Comentario de David López,
comentarista especializado en cine de Séptimo Vicio.
DE DIOSES Y HOMBRES’ (DES HOMMES ET DES DIEUX) David López
Beauvois (cineasta que se ha prodigado poco tras la cámara desde el éxito internacional de la incómoda “N'oublie pas que tu vas mourir”) franquea con tanta entereza como introspección asuntos poco dados al término medio como la tolerancia religiosa, la calamitosa herencia del imperialismo, o el conflicto existente entre la convicción individual y el dilema colectivo.
A sus protagonistas no los describe como ermitaños enclaustrados en una torre de marfil. Mientras documenta la vida comunitaria de esta congregación religiosa al hilo de oraciones, cánticos, faenas cotidianas y respetuoso silencio, también desnuda la faceta humanitaria y la dimensión social de este monasterio trapense. Consagrados a la posibilidad de ofrecer consuelo sanitario y otras necesidades básicas al desapacible mundo externo que los envuelve, tampoco dudan a la hora de integrarse en las festivas costumbres locales, estudiar con absoluta deferencia los textos coránicos o aconsejar con benevolencia y sabiduría sobre los designios del amor. Armonía que comienza a desmoronarse tras los estremecedores crímenes de sangre perpetrados en la región por los más obtusos militantes del fundamentalismo islámico. Lo que hasta ahora había sido un remanso de paz y transigencia mutua adquiere lentamente a lo largo del metraje un cariz de tensión progresiva que avanza hacia un desenlace, que no por presumible resulta menos palpitante.
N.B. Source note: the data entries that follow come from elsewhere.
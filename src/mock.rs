//! Provides a source of data from a vector, used in testing
use crate::{Headers, RowResult, RowStream};

#[derive(Debug, PartialEq)]
pub enum BuildError {
    EmptyIterator,
    FailedHeader,
}

pub struct MockStream<I> {
    iter: I,
    headers: Headers,
}

impl<I> MockStream<I>
where
    I: Iterator<Item = RowResult>,
{
    pub fn new(iter: I, headers: Headers) -> MockStream<I> {
        MockStream { iter, headers }
    }

    /// Uses the first row of `iter` as headers and the rest as data.
    pub fn from_rows(mut iter: I) -> Result<MockStream<I>, BuildError> {
        match iter.next() {
            Some(Ok(row)) => Ok(MockStream::new(iter, Headers::from_row(row))),
            Some(Err(_)) => Err(BuildError::FailedHeader),
            None => Err(BuildError::EmptyIterator),
        }
    }
}

impl<I> IntoIterator for MockStream<I>
where
    I: Iterator<Item = RowResult>,
{
    type Item = RowResult;

    type IntoIter = I;

    fn into_iter(self) -> Self::IntoIter {
        self.iter
    }
}

impl<I> RowStream for MockStream<I>
where
    I: Iterator<Item = RowResult>,
{
    fn headers(&self) -> &Headers {
        &self.headers
    }
}
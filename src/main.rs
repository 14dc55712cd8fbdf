use clap::{App, AppSettings, Arg, ArgMatches};
use log::{debug, info};
use std::path::PathBuf;
use std::process;

use csvmap::{build_with_stats, split_list, write_output, BuildOptions, Input, Output};

fn app<'a, 'b>() -> App<'a, 'b> {
    App::new("csvmap")
        .version("0.1.0")
        .author("Abraham Toriz <categulario@gmail.com>")
        .about("Converts csv rows into a json object keyed by some of their columns")
        .setting(AppSettings::ArgRequiredElseHelp)
        .arg(
            Arg::with_name("keyColNames")
                .short("k")
                .long("keyColNames")
                .value_name("COLUMNS")
                .help("Comma separated columns that form the key")
                .required(true),
        )
        .arg(
            Arg::with_name("valColNames")
                .short("v")
                .long("valColNames")
                .value_name("COLUMNS")
                .help("Comma separated columns that form the value. The whole row if absent"),
        )
        .arg(
            Arg::with_name("input")
                .short("i")
                .long("input")
                .value_name("FILES")
                .help("Comma separated input files. Standard input if absent")
                .conflicts_with("INPUT"),
        )
        .arg(
            Arg::with_name("output")
                .short("o")
                .long("output")
                .value_name("OUTPUT")
                .help("Output filename. Standard output if absent"),
        )
        .arg(
            Arg::with_name("duplicateKeys")
                .short("d")
                .long("duplicateKeys")
                .help("Collect the values of rows sharing a key in a list"),
        )
        .arg(
            Arg::with_name("keyDelimiter")
                .short("D")
                .long("keyDelimiter")
                .value_name("DELIMITER")
                .help("Joins the columns of a composite key [default: _]"),
        )
        .arg(
            Arg::with_name("encoding")
                .short("e")
                .long("encoding")
                .value_name("LABEL")
                .help("Encoding of the input files [default: utf-8]"),
        )
        .arg(
            Arg::with_name("INPUT")
                .value_name("INPUT")
                .help("Input file, as an alternative to --input"),
        )
}

fn options_from(matches: &ArgMatches) -> BuildOptions {
    let key_columns = matches.value_of("keyColNames").map(split_list).unwrap_or_default();
    let mut options = BuildOptions::new(key_columns)
        .duplicate_keys(matches.is_present("duplicateKeys"));

    if let Some(list) = matches.value_of("valColNames") {
        options = options.value_columns(split_list(list));
    }

    if let Some(delimiter) = matches.value_of("keyDelimiter") {
        options = options.key_delimiter(delimiter);
    }

    if let Some(label) = matches.value_of("encoding") {
        options = options.encoding(label);
    }

    if let Some(list) = matches.value_of("input") {
        for path in split_list(list) {
            options = options.input(Input::Path(PathBuf::from(path)));
        }
    } else if let Some(arg) = matches.value_of("INPUT") {
        options = options.input(Input::detect(arg));
    }

    options
}

fn output_from(matches: &ArgMatches) -> Output {
    matches
        .value_of("output")
        .map(|p| Output::Path(PathBuf::from(p)))
        .unwrap_or(Output::Stdout)
}

fn run(matches: &ArgMatches) -> csvmap::Result<()> {
    let (map, stats) = build_with_stats(options_from(matches))?;

    info!(
        "{} keys from {} rows in {} sources",
        map.len(),
        stats.rows,
        stats.sources
    );

    write_output(&map, &output_from(matches))
}

fn main() {
    env_logger::Builder::from_env(env_logger::Env::default().default_filter_or("warn")).init();

    let matches = app().get_matches();

    if let Err(e) = run(&matches) {
        debug!("build failed: {:?}", e);
        eprintln!("csvmap: {}", e);
        process::exit(1);
    }
}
Entre reproches a las tropelías del agresivo colonialismo francés, los hermanos afrontan una ardua disyuntiva, la de permanecer en esta tierra cruenta o la de huir antes de que sea demasiado tarde, abandonando a su suerte a los desamparados aldeanos, aquéllos que no pueden escapar de sus circunstancias y se convertirán en pasto para los lobos. Repudiando categóricamente la protección de fuerzas militares por las que no profesan mayor estima, el debate interno surge bajo las presiones de una sociedad obcecada en su propia locura. Crisis de fe, apologías del sujeto libre más allá de la muerte y controversias en torno a la figura del mártir (“¿es por Dios o por mera heroicidad?” llegan a cuestionarse) rubrican los distintos estadios de su particular vía crucis hasta la determinación final sobre su proceder.
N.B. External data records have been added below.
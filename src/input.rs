use csv::{ByteRecord, ByteRecordsIntoIter, Reader, ReaderBuilder};
use encoding::{DecoderTrap, EncodingRef};
use log::debug;
use std::collections::VecDeque;
use std::fmt;
use std::fs::File;
use std::io::{self, Cursor, Read};
use std::path::{Path, PathBuf};

use crate::{
    error::{Error, Result},
    Headers, Row, RowResult, RowStream,
};

fn decode(data: &ByteRecord, encoding: EncodingRef) -> Row {
    let mut row = Row::with_capacity(data.as_slice().len(), data.len());

    for item in data.iter() {
        let field = encoding
            .decode(item, DecoderTrap::Replace)
            .unwrap_or_else(|_| String::from_utf8_lossy(item).into_owned());

        row.push_field(&field);
    }

    row
}

/// Where the bytes of one source come from.
pub enum Input {
    /// A CSV document held in memory.
    Text(String),
    /// A file to open for reading.
    Path(PathBuf),
    /// The process' standard input.
    Stdin,
    /// Any other already open stream, with a name used in errors and logs.
    Reader(String, Box<dyn Read>),
}

impl Input {
    /// Interprets a string argument: if it spans several lines it is CSV
    /// text, otherwise it names a file.
    pub fn detect(arg: &str) -> Input {
        if arg.contains('\n') {
            Input::Text(arg.to_string())
        } else {
            Input::Path(PathBuf::from(arg))
        }
    }

    pub fn name(&self) -> String {
        match self {
            Input::Text(_) => "<text>".to_string(),
            Input::Path(path) => path.display().to_string(),
            Input::Stdin => "<stdin>".to_string(),
            Input::Reader(name, _) => name.clone(),
        }
    }
}

impl fmt::Debug for Input {
    fn fmt(&self, f: &mut fmt::Formatter<'_>) -> fmt::Result {
        match self {
            Input::Text(text) => f.debug_tuple("Text").field(text).finish(),
            Input::Path(path) => f.debug_tuple("Path").field(path).finish(),
            Input::Stdin => f.write_str("Stdin"),
            Input::Reader(name, _) => f.debug_tuple("Reader").field(name).finish(),
        }
    }
}

impl From<&str> for Input {
    fn from(arg: &str) -> Input {
        Input::detect(arg)
    }
}

/// One opened input, read as CSV whose first row names the columns.
pub struct ReaderSource {
    reader: Reader<Box<dyn Read>>,
    headers: Headers,
    name: String,
    encoding: EncodingRef,
}

impl ReaderSource {
    pub fn from_reader<R: Read + 'static>(
        reader: R,
        name: &str,
        encoding: EncodingRef,
    ) -> Result<ReaderSource> {
        let boxed: Box<dyn Read> = Box::new(reader);
        let mut reader = ReaderBuilder::new().has_headers(true).from_reader(boxed);

        let headers = match reader.byte_headers() {
            Ok(data) => Headers::from_row(decode(data, encoding)),
            Err(e) => return Err(Error::csv(name, e)),
        };

        Ok(ReaderSource {
            reader,
            headers,
            name: name.to_string(),
            encoding,
        })
    }

    pub fn from_path<P: AsRef<Path>>(path: P, encoding: EncodingRef) -> Result<ReaderSource> {
        let name = path.as_ref().display().to_string();
        let file = File::open(&path).map_err(|e| Error::io(&name, e))?;

        ReaderSource::from_reader(file, &name, encoding)
    }

    pub fn open(input: Input, encoding: EncodingRef) -> Result<ReaderSource> {
        let name = input.name();

        match input {
            Input::Text(text) => ReaderSource::from_reader(Cursor::new(text.into_bytes()), &name, encoding),
            Input::Path(path) => ReaderSource::from_path(path, encoding),
            Input::Stdin => ReaderSource::from_reader(io::stdin(), &name, encoding),
            Input::Reader(_, reader) => ReaderSource::from_reader(reader, &name, encoding),
        }
    }

    pub fn name(&self) -> &str {
        &self.name
    }
}

pub struct IntoIter {
    records: ByteRecordsIntoIter<Box<dyn Read>>,
    name: String,
    encoding: EncodingRef,
}

impl Iterator for IntoIter {
    type Item = RowResult;

    fn next(&mut self) -> Option<Self::Item> {
        self.records.next().map(|result| match result {
            Ok(record) => Ok(decode(&record, self.encoding)),
            Err(e) => Err(Error::csv(&self.name, e)),
        })
    }
}

impl IntoIterator for ReaderSource {
    type Item = RowResult;

    type IntoIter = IntoIter;

    fn into_iter(self) -> Self::IntoIter {
        IntoIter {
            records: self.reader.into_byte_records(),
            name: self.name,
            encoding: self.encoding,
        }
    }
}

impl RowStream for ReaderSource {
    fn headers(&self) -> &Headers {
        &self.headers
    }
}

/// The ordered list of inputs of a build. Yields each one opened as a
/// [`ReaderSource`], and only opens an input when asked for it, so a source
/// is never touched before the previous one has been drained.
pub struct InputStream {
    inputs: VecDeque<Input>,
    encoding: EncodingRef,
}

impl InputStream {
    /// With no inputs at all the stream reads standard input.
    pub fn new(inputs: Vec<Input>, encoding: EncodingRef) -> InputStream {
        let mut inputs: VecDeque<Input> = inputs.into();

        if inputs.is_empty() {
            inputs.push_back(Input::Stdin);
        }

        InputStream { inputs, encoding }
    }

    /// Inputs not yet opened.
    pub fn remaining(&self) -> usize {
        self.inputs.len()
    }
}

impl Iterator for InputStream {
    type Item = Result<ReaderSource>;

    fn next(&mut self) -> Option<Self::Item> {
        self.inputs.pop_front().map(|input| {
            debug!("opening {}", input.name());

            ReaderSource::open(input, self.encoding)
        })
    }
}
El director de Auchel apresa el malestar de aquellas naciones que tildamos de “tercermundistas” y propone alusiones poco gratas a la actual labor informativa de los medios de comunicación (“la esperanza no interesa a los periodistas”). Espléndido cuando insinúa la amenaza que acecha en la sombra (el inquietante sonido del helicóptero que sobrevuela el convento o la estridencia de las bandadas de pájaros que nos recuerdan la tempestad que se avecina), Beauvois relega a los últimos minutos el verdadero crescendo emocional de la historia. Botellas de vino que merecen ser descorchadas, una pieza inmortal de Tchaikovsky y la clarividencia que ofrecen los rostros retratados desde la cercanía. Una última cena, en la que ya poco importa la liturgia, y que nos remite al texto que inauguraba la película, “vivir como hombres, caer como princesas”. Toda una lección de principios ejemplarmente singularizada en una conclusión tan sobria como hermosa.